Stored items
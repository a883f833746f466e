// Copyright (c) 2025 Soumyadip Sarkar.
// All rights reserved.
//
// This source code is licensed under the license found in the
// LICENSE file in the root directory of this source tree.

use std::path::{Path, PathBuf};

use anyhow::{Context, Result};

use crate::chat::Vocabulary;
use crate::db;
use crate::error::Error;

pub const DEFAULT_MAX_MESSAGE_LEN: usize = 100;
pub const DEFAULT_HISTORY_LIMIT: usize = 20;

/// Process settings, built once at startup and passed down by reference.
#[derive(Debug, Clone)]
pub struct Config {
    pub db_path: PathBuf,
    pub max_message_len: usize,
    pub history_limit: usize,
    pub vocabulary: Vocabulary,
}

impl Config {
    pub fn new(db_path: impl Into<PathBuf>) -> Self {
        Self {
            db_path: db_path.into(),
            max_message_len: DEFAULT_MAX_MESSAGE_LEN,
            history_limit: DEFAULT_HISTORY_LIMIT,
            vocabulary: Vocabulary::default(),
        }
    }

    pub fn from_matches(m: &clap::ArgMatches) -> Result<Self> {
        let db_path = match m.get_one::<String>("db") {
            Some(p) => PathBuf::from(p),
            None => db::default_db_path()?,
        };
        let mut cfg = Self::new(db_path);
        if let Some(path) = m.get_one::<String>("vocab") {
            cfg.vocabulary = Vocabulary::from_json_file(Path::new(path))
                .with_context(|| format!("Load vocabulary from {}", path))?;
        }
        Ok(cfg)
    }

    /// Length checks applied before a message reaches the query engine.
    pub fn validate_message(&self, message: &str) -> crate::error::Result<()> {
        let trimmed = message.trim();
        if trimmed.is_empty() {
            return Err(Error::InvalidInput("message must not be empty".into()));
        }
        let len = message.chars().count();
        if len > self.max_message_len {
            return Err(Error::InvalidInput(format!(
                "message is {} characters, the limit is {}",
                len, self.max_message_len
            )));
        }
        Ok(())
    }
}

**Your instructions**
Copy every record again, keeping each word unchanged.

**Answer**
repository a883f833746f466e
// Copyright (c) 2025 Soumyadip Sarkar.
// All rights reserved.
//
// This source code is licensed under the license found in the
// LICENSE file in the root directory of this source tree.

use std::path::{Path, PathBuf};

use anyhow::{Context, Result};

use crate::chat::Vocabulary;
use crate::db;
use crate::error::Error;

pub const DEFAULT_MAX_MESSAGE_LEN: usize = 100;
pub const DEFAULT_HISTORY_LIMIT: usize = 20;

/// Process settings, built once at startup and passed down by reference.
#[derive(Debug, Clone)]
pub struct Config {
    pub db_path: PathBuf,
    pub max_message_len: usize,
    pub history_limit: usize,
    pub vocabulary: Vocabulary,
}

impl Config {
    pub fn new(db_path: impl Into<PathBuf>) -> Self {
        Self {
            db_path: db_path.into(),
            max_message_len: DEFAULT_MAX_MESSAGE_LEN,
            history_limit: DEFAULT_HISTORY_LIMIT,
            vocabulary: Vocabulary::default(),
        }
    }

    pub fn from_matches(m: &clap::ArgMatches) -> Result<Self> {
        let db_path = match m.get_one::<String>("db") {
            Some(p) => PathBuf::from(p),
            None => db::default_db_path()?,
        };
        let mut cfg = Self::new(db_path);
        if let Some(path) = m.get_one::<String>("vocab") {
            cfg.vocabulary = Vocabulary::from_json_file(Path::new(path))
                .with_context(|| format!("Load vocabulary from {}", path))?;
        }
        Ok(cfg)
    }

    /// Length checks applied before a message reaches the query engine.
    pub fn validate_message(&self, message: &str) -> crate::error::Result<()> {
        let trimmed = message.trim();
        if trimmed.is_empty() {
            return Err(Error::InvalidInput("message must not be empty".into()));
        }
        let len = message.chars().count();
        if len > self.max_message_len {
            return Err(Error::InvalidInput(format!(
                "message is {} characters, the limit is {}",
                len, self.max_message_len
            )));
        }
        Ok(())
    }
}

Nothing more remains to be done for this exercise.